Dr. Garry Wheeler is an exercise physiologist and registered psychologist. He is currently the vice president of the Alberta Division and Edmonton Chapter of the Multiple Sclerosis Society of Canada. Dr. Wheeler is also a psychologist in the Adult Brain Injury Outpatient Department at the Glenrose Rehabilitation Hospital and an adjunct professor in the Faculty of Physical Education and Recreation, University of Alberta.

Born in Great Britain, Dr. Wheeler began his career in the health and fitness industry as a physical education instructor at the King’s School in Gloucester, Great Britain. He moved to Canada in 1981 to pursue a master’s degree in physical education at the University of Alberta, completing his studies in 1984.

In 1989, he obtained his doctoral degree in physical education in the area of exercise, training, hormonal responses to exercise and dietary behaviour of individuals in exercise programmes. In 1993, Dr. Wheeler completed a second master’s degree in Educational psychology specialising in counselling psychology. In 1997, he was chartered as a psychologist in the Province of Alberta, specialising in counselling psychology, anger management and coping/adjustment to chronic illness and disease.
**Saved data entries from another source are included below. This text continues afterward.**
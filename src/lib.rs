//! Folio - portfolio project gallery
//!
//! Loads portfolio projects from the site's JSON data document and presents
//! them as cards with category filtering and an image lightbox. The gallery is
//! drawn on a [`folio_ui::Surface`]: the live browser document on wasm32, or an
//! in-memory page for tests and the headless native runner.

pub mod config;
pub mod constants;
pub mod data;
pub mod gallery;
pub mod keybindings;
pub mod message;
pub mod model;
mod scaffold;

pub use config::{ConfigError, GalleryConfig, GalleryText, LogLevel};
pub use data::{DataSource, LoadError, StaticSource, load_document};
pub use gallery::{FilterKey, GalleryController, GalleryState};
pub use keybindings::LightboxKeyBindings;
pub use message::{GalleryMessage, LightboxMessage};
pub use model::{Project, SiteDocument};
pub use scaffold::page_scaffold;

#[cfg(not(target_arch = "wasm32"))]
pub use data::FileSource;

#[cfg(target_arch = "wasm32")]
pub use data::HttpSource;

// WASM entry point
#[cfg(target_arch = "wasm32")]
mod wasm;

#[cfg(target_arch = "wasm32")]
pub use wasm::*;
Dr. Wheeler has been instrumental in health promotion and elite sports activities for persons with a disability at home and abroad. He has worked extensively with the Canadian Society for Exercise Physiology and National Fitness Accreditation and Certification Association (FACA). He is an author of the Canadian Physical Activity Fitness and Lifestyle Appraisal systems for able bodied and persons with a disability.
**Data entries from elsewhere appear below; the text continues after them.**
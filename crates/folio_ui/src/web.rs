//! Browser surface backed by `web-sys` (wasm32 only).
//!
//! Elements handed out by this surface are registered in a per-surface table
//! and tagged with a `data-folio-id` attribute, so that the same DOM element
//! always maps back to the same [`ElementId`] no matter how it was reached
//! (query, event target, creation). Registrations below an element are dropped
//! when its content is cleared or replaced.
//!
//! Messages produced by event handlers and timers go to a [`Dispatcher`],
//! which the application connects to its update function once it owns the
//! surface.

use std::cell::RefCell;
use std::rc::Rc;
use std::time::Duration;

use wasm_bindgen::prelude::*;
use wasm_bindgen::JsCast;
use web_sys::{Document, Element, HtmlElement, KeyboardEvent, MouseEvent, Node, Window};

use crate::registry::Tagged;
use crate::{ClickEvent, ElementId, ElementKind, Handler, Key, Selector, Surface, SurfaceError};

const ID_ATTRIBUTE: &str = "data-folio-id";

/// Shared sink for messages produced outside the application's call stack.
pub struct Dispatcher<M> {
    sink: Rc<RefCell<Option<Box<dyn Fn(M)>>>>,
}

impl<M> Clone for Dispatcher<M> {
    fn clone(&self) -> Self {
        Self {
            sink: Rc::clone(&self.sink),
        }
    }
}

impl<M> Dispatcher<M> {
    fn new() -> Self {
        Self {
            sink: Rc::new(RefCell::new(None)),
        }
    }

    /// Route every future message to `sink`.
    pub fn connect<F>(&self, sink: F)
    where
        F: Fn(M) + 'static,
    {
        *self.sink.borrow_mut() = Some(Box::new(sink));
    }

    /// Deliver a message, dropping it if nothing is connected yet.
    pub fn dispatch(&self, message: M) {
        match self.sink.borrow().as_ref() {
            Some(sink) => sink(message),
            None => log::warn!("Dispatcher: message dropped, no sink connected"),
        }
    }
}

type Registry = crate::registry::Registry<Element>;

impl Tagged for Element {
    fn tag(&self) -> Option<u32> {
        self.get_attribute(ID_ATTRIBUTE)?.parse().ok()
    }

    fn set_tag(&self, tag: u32) {
        // Failing to tag only costs identity on later lookups
        let _ = self.set_attribute(ID_ATTRIBUTE, &tag.to_string());
    }

    fn is_same(&self, other: &Self) -> bool {
        let other: &Node = other;
        self.is_same_node(Some(other))
    }
}

fn css_selector(selector: &Selector) -> String {
    match selector {
        Selector::Id(id) => format!("#{}", id),
        Selector::Class(class) => format!(".{}", class),
        Selector::Attribute(name) => format!("[{}]", name),
    }
}

fn tag_name(kind: ElementKind) -> &'static str {
    match kind {
        ElementKind::Block => "div",
        ElementKind::Image => "img",
        ElementKind::Link => "a",
        ElementKind::Button => "button",
        ElementKind::Heading => "h3",
        ElementKind::Paragraph => "p",
        ElementKind::Label => "span",
        ElementKind::Icon => "i",
    }
}

/// [`Surface`] over the live browser document.
pub struct DomSurface<M> {
    window: Window,
    document: Document,
    body: ElementId,
    registry: Rc<RefCell<Registry>>,
    dispatcher: Dispatcher<M>,
    click_listeners: Vec<Closure<dyn FnMut(MouseEvent)>>,
    key_listeners: Vec<Closure<dyn FnMut(KeyboardEvent)>>,
}

impl<M: 'static> DomSurface<M> {
    /// Attach to the current window's document.
    pub fn new() -> crate::Result<Self> {
        let window = web_sys::window().ok_or(SurfaceError::NoWindow)?;
        let document = window.document().ok_or(SurfaceError::NoDocument)?;
        let body: Element = document.body().ok_or(SurfaceError::NoDocument)?.into();

        let registry = Rc::new(RefCell::new(Registry::default()));
        let body = registry.borrow_mut().register(body);

        Ok(Self {
            window,
            document,
            body,
            registry,
            dispatcher: Dispatcher::new(),
            click_listeners: Vec::new(),
            key_listeners: Vec::new(),
        })
    }

    /// Handle for connecting the application's update function.
    pub fn dispatcher(&self) -> Dispatcher<M> {
        self.dispatcher.clone()
    }

    fn element(&self, id: ElementId) -> Option<Element> {
        let element = self.registry.borrow().get(id).cloned();
        if element.is_none() {
            log::warn!("DomSurface: unknown element {}", id);
        }
        element
    }

    fn html_element(&self, id: ElementId) -> Option<HtmlElement> {
        self.element(id)?.dyn_into::<HtmlElement>().ok()
    }

    /// Drop the registrations of every tagged element below `element`, ahead
    /// of its content being replaced.
    fn release_descendants(&self, element: &Element) {
        let list = match element.query_selector_all(&format!("[{}]", ID_ATTRIBUTE)) {
            Ok(list) => list,
            Err(e) => {
                log::warn!("DomSurface: failed to collect descendants: {:?}", e);
                return;
            }
        };
        let mut registry = self.registry.borrow_mut();
        let released = (0..list.length())
            .filter_map(|i| list.get(i))
            .filter_map(|node| node.dyn_into::<Element>().ok())
            .filter(|descendant| registry.release(descendant))
            .count();
        log::trace!("DomSurface: released {} elements, {} live", released, registry.len());
    }

    fn body_style(&self, property: &str, value: Option<&str>) {
        let Some(body) = self.html_element(self.body) else {
            return;
        };
        let style = body.style();
        let result = match value {
            Some(value) => style.set_property(property, value),
            None => style.remove_property(property).map(|_| ()),
        };
        if let Err(e) = result {
            log::warn!("DomSurface: failed to update body style: {:?}", e);
        }
    }
}

fn warn_js<T>(what: &str, result: Result<T, JsValue>) {
    if let Err(e) = result {
        log::warn!("DomSurface: {} failed: {:?}", what, e);
    }
}

impl<M: 'static> Surface for DomSurface<M> {
    type Message = M;

    fn root(&self) -> ElementId {
        self.body
    }

    fn find(&mut self, selector: &Selector) -> Option<ElementId> {
        let found = match selector {
            Selector::Id(id) => self.document.get_element_by_id(id),
            other => self
                .document
                .query_selector(&css_selector(other))
                .ok()
                .flatten(),
        };
        found.map(|el| self.registry.borrow_mut().register(el))
    }

    fn find_all(&mut self, selector: &Selector) -> Vec<ElementId> {
        let list = match self.document.query_selector_all(&css_selector(selector)) {
            Ok(list) => list,
            Err(e) => {
                log::warn!("DomSurface: query {:?} failed: {:?}", selector, e);
                return Vec::new();
            }
        };
        let mut registry = self.registry.borrow_mut();
        (0..list.length())
            .filter_map(|i| list.get(i))
            .filter_map(|node| node.dyn_into::<Element>().ok())
            .map(|el| registry.register(el))
            .collect()
    }

    fn create(&mut self, kind: ElementKind) -> ElementId {
        let element = self
            .document
            .create_element(tag_name(kind))
            .expect("static tag names are valid");
        self.registry.borrow_mut().register(element)
    }

    fn append_child(&mut self, parent: ElementId, child: ElementId) {
        if let (Some(parent), Some(child)) = (self.element(parent), self.element(child)) {
            warn_js("append_child", parent.append_child(&child));
        }
    }

    fn clear_children(&mut self, element: ElementId) {
        if let Some(element) = self.element(element) {
            self.release_descendants(&element);
            element.set_text_content(None);
        }
    }

    fn set_text(&mut self, element: ElementId, text: &str) {
        if let Some(element) = self.element(element) {
            self.release_descendants(&element);
            element.set_text_content(Some(text));
        }
    }

    fn set_attribute(&mut self, element: ElementId, name: &str, value: &str) {
        if let Some(element) = self.element(element) {
            warn_js("set_attribute", element.set_attribute(name, value));
        }
    }

    fn attribute(&self, element: ElementId, name: &str) -> Option<String> {
        self.element(element)?.get_attribute(name)
    }

    fn add_class(&mut self, element: ElementId, class: &str) {
        if let Some(element) = self.element(element) {
            warn_js("add_class", element.class_list().add_1(class));
        }
    }

    fn remove_class(&mut self, element: ElementId, class: &str) {
        if let Some(element) = self.element(element) {
            warn_js("remove_class", element.class_list().remove_1(class));
        }
    }

    fn set_style(&mut self, element: ElementId, property: &str, value: &str) {
        if let Some(element) = self.html_element(element) {
            warn_js("set_style", element.style().set_property(property, value));
        }
    }

    fn set_visible(&mut self, element: ElementId, visible: bool) {
        let display = if visible { "block" } else { "none" };
        self.set_style(element, "display", display);
    }

    fn focus(&mut self, element: ElementId) {
        if let Some(element) = self.html_element(element) {
            warn_js("focus", element.focus());
        }
    }

    fn set_scroll_locked(&mut self, locked: bool) {
        self.body_style("overflow", locked.then_some("hidden"));
    }

    fn on_click(&mut self, element: ElementId, handler: Handler<ClickEvent, M>) {
        let Some(target_element) = self.element(element) else {
            return;
        };
        let registry = Rc::clone(&self.registry);
        let dispatcher = self.dispatcher.clone();
        let closure = Closure::<dyn FnMut(MouseEvent)>::new(move |event: MouseEvent| {
            let target = event
                .target()
                .and_then(|t| t.dyn_into::<Element>().ok())
                .map(|el| registry.borrow_mut().register(el));
            let Some(target) = target else {
                return;
            };
            if let Some(message) = handler.emit(ClickEvent {
                target,
                current_target: element,
            }) {
                dispatcher.dispatch(message);
            }
        });
        warn_js(
            "add click listener",
            target_element
                .add_event_listener_with_callback("click", closure.as_ref().unchecked_ref()),
        );
        self.click_listeners.push(closure);
    }

    fn on_delegated_click(
        &mut self,
        container: ElementId,
        selector: Selector,
        handler: Handler<ElementId, M>,
    ) {
        let Some(container_element) = self.element(container) else {
            return;
        };
        let css = css_selector(&selector);
        let registry = Rc::clone(&self.registry);
        let dispatcher = self.dispatcher.clone();
        let scope = container_element.clone();
        let closure = Closure::<dyn FnMut(MouseEvent)>::new(move |event: MouseEvent| {
            let matched = event
                .target()
                .and_then(|t| t.dyn_into::<Element>().ok())
                .and_then(|el| el.closest(&css).ok().flatten())
                .filter(|el| {
                    let node: &Node = el;
                    scope.contains(Some(node))
                });
            let Some(matched) = matched else {
                return;
            };
            let matched = registry.borrow_mut().register(matched);
            if let Some(message) = handler.emit(matched) {
                event.prevent_default();
                dispatcher.dispatch(message);
            }
        });
        warn_js(
            "add delegated click listener",
            container_element
                .add_event_listener_with_callback("click", closure.as_ref().unchecked_ref()),
        );
        self.click_listeners.push(closure);
    }

    fn on_key_down(&mut self, handler: Handler<Key, M>) {
        let dispatcher = self.dispatcher.clone();
        let closure = Closure::<dyn FnMut(KeyboardEvent)>::new(move |event: KeyboardEvent| {
            let Some(key) = Key::from_dom_key(&event.key()) else {
                return;
            };
            if let Some(message) = handler.emit(key) {
                dispatcher.dispatch(message);
            }
        });
        warn_js(
            "add keydown listener",
            self.document
                .add_event_listener_with_callback("keydown", closure.as_ref().unchecked_ref()),
        );
        self.key_listeners.push(closure);
    }

    fn schedule(&mut self, delay: Duration, message: M) {
        let dispatcher = self.dispatcher.clone();
        let callback = Closure::once_into_js(move || dispatcher.dispatch(message));
        let millis = i32::try_from(delay.as_millis()).unwrap_or(i32::MAX);
        warn_js(
            "set_timeout",
            self.window
                .set_timeout_with_callback_and_timeout_and_arguments_0(
                    callback.unchecked_ref(),
                    millis,
                ),
        );
    }
}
He is also a former member of the International Paralympic Committee (IPC) Sport Science and Education Committee, where he worked extensively with international researchers and experts in the disability sport area.

Paralympic Scientific Award 2005

Dr. Colin Higgs is a pioneer and contemporary leader in the areas of adapted physical activity and Paralympic sport research. He has been studying and pursuing research related to Paralympic sport and adapted physical activity for almost 40 years, addressing diverse topics, such as sport policy, coaching, international development, biomechanics and physical education.

For several years, Dr. Higgs has been invited as a keynote speaker throughout the world to both academic and practitioner related events. Most impressive has been his ability to provide leadership in many different spheres.

In his profession as an academic and as a volunteer at the local, national and international levels, Dr. Higgs has inspired numerous peers and students. He is not satisfied to accept the status quo, and instead, continuously searches to push the boundaries and pursue his curiosity.